- Aim of the task
Search the records for the word "static" and copy each line in which it appears.
______
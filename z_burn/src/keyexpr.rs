//! Key expression types for the burn transport
//!
//! - `<prefix>/session/<connection_id>/in`: client to server messages
//! - `<prefix>/session/<connection_id>/out`: server to client messages
//! - `<prefix>/client/<connection_id>`: client liveliness token

use anyhow::{anyhow, bail};
use duel_arena::ConnectionId;
use zenoh::key_expr::KeyExpr;

/// Message direction, seen from the server
#[derive(Debug, Clone, Copy, PartialEq, Eq)]
pub enum Direction {
    In,
    Out,
}

impl Direction {
    fn as_str(&self) -> &'static str {
        match self {
            Direction::In => "in",
            Direction::Out => "out",
        }
    }
}

fn parse_connection_id(chunk: &str) -> anyhow::Result<ConnectionId> {
    if chunk.is_empty() || chunk.contains(['*', '$', '?', '#', '@']) {
        bail!("Invalid connection id chunk '{}'", chunk);
    }
    Ok(ConnectionId::from_name(chunk))
}

fn chunk(connection_id: &Option<ConnectionId>) -> &str {
    connection_id.as_ref().map(|id| id.as_str()).unwrap_or("*")
}

/// Session message keyexpr
///
/// Pattern: `<prefix>/session/<connection_id>/<in|out>`, with `*` in place of
/// the connection ID to match every session.
#[derive(Debug, Clone, PartialEq, Eq)]
pub struct SessionKeyexpr {
    prefix: String,
    connection_id: Option<ConnectionId>,
    direction: Direction,
}

impl SessionKeyexpr {
    pub fn new(prefix: &KeyExpr, connection_id: Option<ConnectionId>, direction: Direction) -> Self {
        Self {
            prefix: prefix.to_string(),
            connection_id,
            direction,
        }
    }

    pub fn connection_id(&self) -> Option<&ConnectionId> {
        self.connection_id.as_ref()
    }

    pub fn direction(&self) -> Direction {
        self.direction
    }
}

impl TryFrom<&KeyExpr<'_>> for SessionKeyexpr {
    type Error = anyhow::Error;

    fn try_from(keyexpr: &KeyExpr<'_>) -> anyhow::Result<Self> {
        let parts: Vec<&str> = keyexpr.as_str().split('/').collect();
        let n = parts.len();

        // Expected pattern: [...prefix]/session/<connection_id>/<in|out>
        if n < 4 || parts[n - 3] != "session" {
            bail!("Invalid SessionKeyexpr pattern: {}", keyexpr.as_str());
        }
        let direction = match parts[n - 1] {
            "in" => Direction::In,
            "out" => Direction::Out,
            other => bail!("Invalid session direction '{}' in {}", other, keyexpr.as_str()),
        };
        let connection_id = match parts[n - 2] {
            "*" => None,
            chunk => Some(parse_connection_id(chunk)?),
        };

        Ok(Self {
            prefix: parts[..n - 3].join("/"),
            connection_id,
            direction,
        })
    }
}

impl TryFrom<SessionKeyexpr> for KeyExpr<'static> {
    type Error = anyhow::Error;

    fn try_from(ke: SessionKeyexpr) -> anyhow::Result<Self> {
        KeyExpr::try_from(format!(
            "{}/session/{}/{}",
            ke.prefix,
            chunk(&ke.connection_id),
            ke.direction.as_str()
        ))
        .map_err(|e| anyhow!("Invalid session keyexpr: {}", e))
    }
}

/// Client liveliness keyexpr
///
/// Pattern: `<prefix>/client/<connection_id>`
#[derive(Debug, Clone, PartialEq, Eq)]
pub struct ClientKeyexpr {
    prefix: String,
    connection_id: Option<ConnectionId>,
}

impl ClientKeyexpr {
    pub fn new(prefix: &KeyExpr, connection_id: Option<ConnectionId>) -> Self {
        Self {
            prefix: prefix.to_string(),
            connection_id,
        }
    }

    pub fn connection_id(&self) -> Option<&ConnectionId> {
        self.connection_id.as_ref()
    }
}

impl TryFrom<&KeyExpr<'_>> for ClientKeyexpr {
    type Error = anyhow::Error;

    fn try_from(keyexpr: &KeyExpr<'_>) -> anyhow::Result<Self> {
        let parts: Vec<&str> = keyexpr.as_str().split('/').collect();
        let n = parts.len();

        // Expected pattern: [...prefix]/client/<connection_id>
        if n < 3 || parts[n - 2] != "client" {
            bail!("Invalid ClientKeyexpr pattern: {}", keyexpr.as_str());
        }
        let connection_id = match parts[n - 1] {
            "*" => None,
            chunk => Some(parse_connection_id(chunk)?),
        };

        Ok(Self {
            prefix: parts[..n - 2].join("/"),
            connection_id,
        })
    }
}

impl TryFrom<ClientKeyexpr> for KeyExpr<'static> {
    type Error = anyhow::Error;

    fn try_from(ke: ClientKeyexpr) -> anyhow::Result<Self> {
        KeyExpr::try_from(format!("{}/client/{}", ke.prefix, chunk(&ke.connection_id)))
            .map_err(|e| anyhow!("Invalid client keyexpr: {}", e))
    }
}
______
- Answer below
    fn as_str(&self) -> &'static str {
impl TryFrom<SessionKeyexpr> for KeyExpr<'static> {
impl TryFrom<ClientKeyexpr> for KeyExpr<'static> {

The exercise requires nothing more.